UK: Vaccination Update UK Approves Pfizer-Biontech Covid-19 Vaccine
The UK has become the first country in the world to approve a Covid-19 vaccine in order to combat the global pandemic. The first doses of the vaccine developed by Pfizer-Biontech will be available to the UK immediately.
New York/USA – Pfizer and Biontech have recently announced that the Medicines & Healthcare Products Regulatory Agency (MHRA) in the U.K. has granted a temporary authorisation for emergency use for their Covid-19 mRNA vaccine (BNT162b2), against Covid-19.
This constitutes the first Emergency Use Authorisation following a worldwide Phase 3 trial of a vaccine to help fight the pandemic. Pfizer and Biontech are anticipating further regulatory decisions across the globe in the coming days and weeks and are ready to deliver vaccine doses following potential regulatory authorisations or approvals. The distribution of the vaccine in the U.K. will be prioritised according to the populations identified in guidance from the Joint Committee on Vaccination and Immunisation (JCVI).
“Today’s Emergency Use Authorisation in the U.K. marks a historic moment in the fight against Covid-19. This authorisation is a goal we have been working toward since we first declared that science will win, and we applaud the MHRA for their ability to conduct a careful assessment and take timely action to help protect the people of the U.K.,” said Albert Bourla, Chairman and Chief Executive Officer, Pfizer. “As we anticipate further authorisations and approvals, we are focused on moving with the same level of urgency to safely supply a high-quality vaccine around the world. With thousands of people becoming infected, every day matters in the collective race to end this devastating pandemic.”
“The Emergency Use Authorisation in the U.K. will mark the first time citizens outside of the trials will have the opportunity to be immunised against Covid-19,” said Ugur Sahin, M.D., CEO and Co-founder of Biontech. “We believe that the roll-out of the vaccination programme in the U.K. will reduce the number of people in the high-risk population being hospitalised.
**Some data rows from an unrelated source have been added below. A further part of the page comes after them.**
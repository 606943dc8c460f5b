//! Task model - one declarative unit of work in a phase.

use serde::{Deserialize, Serialize};

/// A task that becomes one issue on the project board.
#[derive(Debug, Clone, PartialEq, Serialize, Deserialize)]
pub struct Task {
    /// Task title
    pub title: String,

    /// Detailed description
    pub description: String,

    /// Share of the whole project, in percent
    pub percentage: f64,

    /// Task priority
    pub priority: Priority,

    /// Label names to attach to the issue
    #[serde(default)]
    pub labels: Vec<String>,

    /// Checklist items, rendered unchecked
    #[serde(default)]
    pub checklist: Vec<String>,

    /// Applicability predicates such as `siteType:E-Commerce`.
    ///
    /// Evaluated by whoever selects tasks, never by the synchronizer.
    #[serde(default, skip_serializing_if = "Option::is_none")]
    pub conditions: Option<Vec<String>>,
}

/// Task priority.
#[derive(Debug, Clone, Copy, PartialEq, Eq, Hash, PartialOrd, Ord, Serialize, Deserialize)]
pub enum Priority {
    Critical,
    High,
    Medium,
    Low,
}

impl Priority {
    /// All priorities, most urgent first.
    pub const ALL: [Priority; 4] = [
        Priority::Critical,
        Priority::High,
        Priority::Medium,
        Priority::Low,
    ];

    /// Option name used on the `Priority` field.
    pub fn as_str(&self) -> &'static str {
        match self {
            Priority::Critical => "Critical",
            Priority::High => "High",
            Priority::Medium => "Medium",
            Priority::Low => "Low",
        }
    }
}

impl std::fmt::Display for Priority {
    fn fmt(&self, f: &mut std::fmt::Formatter<'_>) -> std::fmt::Result {
        f.write_str(self.as_str())
    }
}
Our aim is to bring a safe and effective vaccine upon approval to the people who need it. The data submitted to regulatory agencies around the world are the result of a scientifically rigorous and highly ethical research and development programme.”
The MHRA’s decision is based on a rolling submission, including data from the Phase 3 clinical study, which demonstrated a vaccine efficacy rate of 95 % (p<0.0001) in participants without prior SARS-CoV-2 infection (first primary objective) and also in participants with and without prior SARS-CoV-2 infection (second primary objective), in each case measured from 7 days after the second dose. The first primary objective analysis is based on 170 cases of Covid-19, as specified in the study protocol. Efficacy was consistent across age, gender, race and ethnicity demographics, with an observed efficacy in adults age 65 and over of more than 94 %. In the trial, BNT162b2 was generally well tolerated with no serious safety concerns reported by the Data Monitoring Committee to date. The recent decision is also based on a review of Pfizer’s and Biontech’s Chemistry, Manufacturing and Control (CMC) data for BNT162b2.
In July 2020, Pfizer and Biontech announced an agreement with the U.K. to supply 30 million doses of the BNT162b2 mRNA-based vaccine, once authorised for emergency use. That agreement was increased to 40 million doses in early October. The delivery of the 40 million doses will occur throughout 2020 and 2021, in stages, to ensure an equitable allocation of vaccines across the geographies with executed contracts. Now that the vaccine is authorised in the U.K., the companies will take immediate action to begin the delivery of vaccine doses. The first doses are expected to arrive in the U.K. in the coming days, with complete delivery fulfilment expected in 2021.
The companies have filed a request for Emergency Use Authorisation with the U.S. Food and Drug Administration (FDA) and have submitted the final Conditional Marketing Authorisation Application (CA) following rolling submissions with the European Medicines Agency (EMA) and several other regulatory agencies around the world.